What is it used for?
ECT is used to treat certain mood disorders , primarily Depression, Treatment Resistant Depression.
In Ireland, approx. half million are affected by depression at any one time, Over 6,000 people (careful estimate) in severe stages of depression are admitted to Irish psychiatric hospitals every year
Its important to say there are various types of Depression – Situational, Clinical, Bipolar and Treatment Resistant Depression . It’s the last category (Treatment Resistant Disorder) that appears the best fit for ECT.
Some interesting facts about ECT:
Paradoxically, the worse the depression, the better ECT will help. Those who are acutely ill or psychotic have about an 80-90 per cent chance of recovery with ECT.

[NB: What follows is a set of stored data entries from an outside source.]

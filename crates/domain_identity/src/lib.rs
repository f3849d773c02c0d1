//! Identity Domain
//!
//! Users exist only to authenticate callers of the bill API:
//!
//! - [`User`]: a credential record (name, unique email, password hash)
//! - [`UserPort`]: the lookup/creation port implemented by `infra_db`
//! - [`password`]: argon2 hashing and constant-time verification
//!
//! ```rust,ignore
//! use domain_identity::{password, UserPort};
//!
//! let user = users.find_by_email("admin@example.com").await?;
//! let ok = user.map(|u| password::verify_password("secret", &u.password_hash)).transpose()?;
//! ```

pub mod user;
pub mod password;
pub mod ports;
pub mod error;

pub use user::{NewUser, User};
pub use ports::UserPort;
pub use error::IdentityError;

Approx 250 people in Ireland will have ECT and Worldwide, some 1.4 million people receive ECT every year!
So how does it all work?
The brain is stimulated by passing electricity through electrodes placed on the head. This induces a brief seizure.
The excellent news is that patients may see an improvement after about five or six sessions or two to three weeks. ECT works by promoting the growth of new connections in brain regions, including in the hippocampus, which plays a core role in mood and memory. ECT is backed up significantly in scientific journals. This is a short piece, so I do not propose to cite scientific journals.

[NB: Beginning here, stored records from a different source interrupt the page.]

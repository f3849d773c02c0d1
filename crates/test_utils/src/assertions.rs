//! Custom Test Assertions
//!
//! Assertion helpers for bills and pages that report which field differs.

use core_kernel::Page;
use domain_billing::{Bill, NewBill};

/// Asserts that a stored bill carries exactly the fields of a candidate
///
/// # Panics
///
/// Panics naming the first field that differs
pub fn assert_bill_matches(actual: &Bill, expected: &NewBill) {
    assert_eq!(actual.due_date, expected.due_date, "due_date differs for bill {}", actual.id);
    assert_eq!(
        actual.payment_date, expected.payment_date,
        "payment_date differs for bill {}",
        actual.id
    );
    assert_eq!(actual.amount, expected.amount, "amount differs for bill {}", actual.id);
    assert_eq!(
        actual.description, expected.description,
        "description differs for bill {}",
        actual.id
    );
    assert_eq!(actual.situation, expected.situation, "situation differs for bill {}", actual.id);
}

/// Asserts that bills were stored in the same order as the candidates
pub fn assert_bills_in_order(actual: &[Bill], expected: &[NewBill]) {
    assert_eq!(
        actual.len(),
        expected.len(),
        "Expected {} bills, got {}",
        expected.len(),
        actual.len()
    );
    for (bill, candidate) in actual.iter().zip(expected) {
        assert_bill_matches(bill, candidate);
    }
}

/// Asserts the position metadata of a page
pub fn assert_page_meta<T>(page: &Page<T>, number: u32, size: u32, total_elements: u64) {
    assert_eq!(page.number, number, "Unexpected page number");
    assert_eq!(page.size, size, "Unexpected page size");
    assert_eq!(page.total_elements, total_elements, "Unexpected total element count");
    assert!(
        page.content.len() <= size as usize,
        "Page holds {} elements but size is {}",
        page.content.len(),
        size
    );
}

#[cfg(test)]
mod tests {
    use super::*;
    use crate::fixtures::BillFixtures;
    use core_kernel::{BillId, PageRequest};

    #[test]
    fn test_bill_matches_its_candidate() {
        let candidate = BillFixtures::paid_new_bill();
        let bill = candidate.clone().into_bill(BillId::new_v7());
        assert_bill_matches(&bill, &candidate);
    }

    #[test]
    #[should_panic(expected = "amount differs")]
    fn test_amount_mismatch_panics() {
        let candidate = BillFixtures::paid_new_bill();
        let mut bill = candidate.clone().into_bill(BillId::new_v7());
        bill.amount += rust_decimal::Decimal::ONE;
        assert_bill_matches(&bill, &candidate);
    }

    #[test]
    fn test_page_meta() {
        let page = Page::from_slice(&[1, 2, 3], PageRequest::new(0, 2).unwrap());
        assert_page_meta(&page, 0, 2, 3);
    }
}
//! Token issuance and verification

use chrono::{Duration, Utc};
use jsonwebtoken::{
    decode, encode, errors::ErrorKind, Algorithm, DecodingKey, EncodingKey, Header, Validation,
};
use serde::{Deserialize, Serialize};
use thiserror::Error;

/// JWT claims
#[derive(Debug, Clone, Serialize, Deserialize)]
pub struct Claims {
    /// Subject (user email)
    pub sub: String,
    /// Issuer
    pub iss: String,
    /// Issued at timestamp
    pub iat: i64,
    /// Expiration timestamp
    pub exp: i64,
}

/// Auth errors
#[derive(Debug, Error)]
pub enum AuthError {
    #[error("Missing or malformed Authorization header")]
    MissingToken,
    #[error("Invalid token")]
    InvalidToken,
    #[error("Token expired")]
    TokenExpired,
    #[error("Unknown user")]
    UnknownUser,
    #[error("Failed to sign token: {0}")]
    Signing(String),
}

/// Signs tokens and checks them with one shared secret
#[derive(Clone)]
pub struct TokenService {
    encoding: EncodingKey,
    decoding: DecodingKey,
    issuer: String,
    expiration_secs: u64,
}

impl std::fmt::Debug for TokenService {
    fn fmt(&self, f: &mut std::fmt::Formatter<'_>) -> std::fmt::Result {
        f.debug_struct("TokenService")
            .field("issuer", &self.issuer)
            .field("expiration_secs", &self.expiration_secs)
            .finish_non_exhaustive()
    }
}

impl TokenService {
    /// # Arguments
    ///
    /// * `secret` - HMAC secret
    /// * `issuer` - Value of the `iss` claim
    /// * `expiration_secs` - Token validity in seconds
    pub fn new(secret: &str, issuer: impl Into<String>, expiration_secs: u64) -> Self {
        Self {
            encoding: EncodingKey::from_secret(secret.as_bytes()),
            decoding: DecodingKey::from_secret(secret.as_bytes()),
            issuer: issuer.into(),
            expiration_secs,
        }
    }

    /// Creates a token whose subject is the user's email
    pub fn create_token(&self, subject: &str) -> Result<String, AuthError> {
        let now = Utc::now();
        let exp = now + Duration::seconds(i64::try_from(self.expiration_secs).unwrap_or(i64::MAX));

        let claims = Claims {
            sub: subject.to_string(),
            iss: self.issuer.clone(),
            iat: now.timestamp(),
            exp: exp.timestamp(),
        };

        encode(&Header::new(Algorithm::HS256), &claims, &self.encoding)
            .map_err(|e| AuthError::Signing(e.to_string()))
    }

    /// Checks signature, expiry and issuer, returning the claims
    pub fn validate_token(&self, token: &str) -> Result<Claims, AuthError> {
        let mut validation = Validation::new(Algorithm::HS256);
        validation.set_issuer(&[self.issuer.as_str()]);
        validation.set_required_spec_claims(&["exp", "iss", "sub"]);

        let token_data = decode::<Claims>(token, &self.decoding, &validation).map_err(|e| {
            match e.kind() {
                ErrorKind::ExpiredSignature => AuthError::TokenExpired,
                _ => AuthError::InvalidToken,
            }
        })?;

        Ok(token_data.claims)
    }
}

/// Extracts the token from an `Authorization: Bearer <token>` value
pub fn bearer_token(header: Option<&str>) -> Result<&str, AuthError> {
    match header.and_then(|h| h.strip_prefix("Bearer ")) {
        Some(token) if !token.trim().is_empty() => Ok(token.trim()),
        _ => Err(AuthError::MissingToken),
    }
}
//! Unit tests for the identifier newtypes

use core_kernel::{BillId, UserId};
use uuid::Uuid;

#[test]
fn test_new_v7_generates_unique_ids() {
    let id1 = BillId::new_v7();
    let id2 = BillId::new_v7();
    assert_ne!(id1, id2);
}

#[test]
fn test_new_v7_generates_time_ordered_ids() {
    let id1 = BillId::new_v7();
    std::thread::sleep(std::time::Duration::from_millis(2));
    let id2 = BillId::new_v7();
    assert!(id1 < id2);
}

#[test]
fn test_parse_trims_whitespace() {
    let uuid = Uuid::new_v4();
    let parsed: BillId = format!("  {}  ", uuid).parse().unwrap();
    assert_eq!(*parsed.as_uuid(), uuid);
}

#[test]
fn test_parse_rejects_garbage() {
    assert!("not-a-uuid".parse::<BillId>().is_err());
    assert!("".parse::<UserId>().is_err());
}

#[test]
fn test_serde_is_transparent() {
    let uuid = Uuid::new_v4();
    let id = BillId::from_uuid(uuid);
    let json = serde_json::to_string(&id).unwrap();
    assert_eq!(json, format!("\"{}\"", uuid));

    let back: BillId = serde_json::from_str(&json).unwrap();
    assert_eq!(back, id);
}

ECT remains controversial. In Ireland and across the globe
One major concern has to do with its side effects, the most common being diminished short-term memory
Here is where Ireland take the lead. Professor Declan O’Loughlin of St Patrick’s University Hospital, Dublin led a team that trialled a different way of administering ECT.

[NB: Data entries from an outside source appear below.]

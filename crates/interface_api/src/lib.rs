//! HTTP API Layer
//!
//! This crate provides the REST API of the payment service using Axum.
//!
//! # Architecture
//!
//! - **Handlers**: Request handlers for bills, login and health
//! - **Middleware**: Bearer token authentication, audit logging
//! - **DTOs**: Request/Response data transfer objects
//! - **Error Handling**: Problem documents for every failure
//!
//! # Example
//!
//! ```rust,ignore
//! use interface_api::{create_router, AppState};
//!
//! let state = AppState::new(bill_store, user_port, config);
//! let app = create_router(state);
//! axum::serve(listener, app).await?;
//! ```

pub mod auth;
pub mod config;
pub mod dto;
pub mod error;
pub mod extract;
pub mod handlers;
pub mod middleware;

use std::sync::Arc;

use axum::{
    extract::DefaultBodyLimit,
    middleware as axum_middleware,
    routing::{get, post, put},
    Router,
};
use tower::ServiceBuilder;
use tower_http::cors::{Any, CorsLayer};
use tower_http::request_id::{MakeRequestUuid, PropagateRequestIdLayer, SetRequestIdLayer};
use tower_http::trace::TraceLayer;

use domain_billing::{BillService, BillStore};
use domain_identity::UserPort;

use crate::auth::TokenService;
use crate::config::ApiConfig;
use crate::handlers::{auth as login, bills, health};
use crate::middleware::{audit_middleware, auth_middleware};

/// Application state shared across handlers
#[derive(Clone)]
pub struct AppState {
    pub bills: Arc<BillService>,
    pub users: Arc<dyn UserPort>,
    pub tokens: TokenService,
    pub config: Arc<ApiConfig>,
}

impl AppState {
    /// Wires the services over the given adapters
    pub fn new(
        bill_store: Arc<dyn BillStore>,
        users: Arc<dyn UserPort>,
        config: ApiConfig,
    ) -> Self {
        let tokens = TokenService::new(
            &config.jwt_secret,
            config.jwt_issuer.clone(),
            config.jwt_expiration_secs,
        );
        Self {
            bills: Arc::new(BillService::new(bill_store)),
            users,
            tokens,
            config: Arc::new(config),
        }
    }
}

/// Creates the main API router
///
/// `/auth/login` and `/health*` are public; every `/bills` route requires a
/// bearer token.
pub fn create_router(state: AppState) -> Router {
    // Public routes (no auth required)
    let public_routes = Router::new()
        .route("/health", get(health::health_check))
        .route("/health/ready", get(health::readiness_check))
        .route("/auth/login", post(login::login));

    let bill_routes = Router::new()
        .route("/bills", post(bills::create_bill).get(bills::list_bills))
        .route("/bills/filter", get(bills::filter_bills))
        .route("/bills/import", post(bills::import_bills))
        .route(
            "/bills/:id",
            get(bills::get_bill)
                .put(bills::update_bill)
                .delete(bills::delete_bill),
        )
        .route("/bills/:id/pay", put(bills::pay_bill))
        .layer(axum_middleware::from_fn(audit_middleware))
        .layer(axum_middleware::from_fn_with_state(state.clone(), auth_middleware));

    Router::new()
        .merge(public_routes)
        .merge(bill_routes)
        .layer(DefaultBodyLimit::max(state.config.max_upload_bytes))
        .layer(
            ServiceBuilder::new()
                .layer(SetRequestIdLayer::x_request_id(MakeRequestUuid))
                .layer(TraceLayer::new_for_http())
                .layer(PropagateRequestIdLayer::x_request_id()),
        )
        .layer(
            CorsLayer::new()
                .allow_origin(Any)
                .allow_methods(Any)
                .allow_headers(Any),
        )
        .with_state(state)
}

The norm is “bitemporal” ECT, where electrodes are placed on each temple to administer the shock. McLoughlin trialed “Unilateral” ECT where they found that by using a stronger charge and placing one electrode on the temple, and the second nearer the top of the head (“unilateral” ECT), the side effects were diminished.
This trial led to less side effects and no reduction in ECT benefits (which was a fear)
O’Loughlin’s line of thinking appears to be : reduce the side effects and reduce the fear of ECT and increase its commonality.
He remarks and I would agree, that after the trial of three or four anti depressants with no benefit, the chances of another anti depressant being effective are very slim.
There is a mass of evidence supporting ECT , but opposition argue side effects and a lot more (there are some very far wing sites on ECT online)They sometimes argue consent, but we have the Mental Health Act in Ireland and patient rights are protected. Regretfully, we need more centres around Ireland that can administer ECT and we need more medics thinking progressively and liaising with their academic peers and conducting further trials into ECT including the positioning of the pads..
Me? If I had severe depression and 5 medications failed, I am opting for ECT.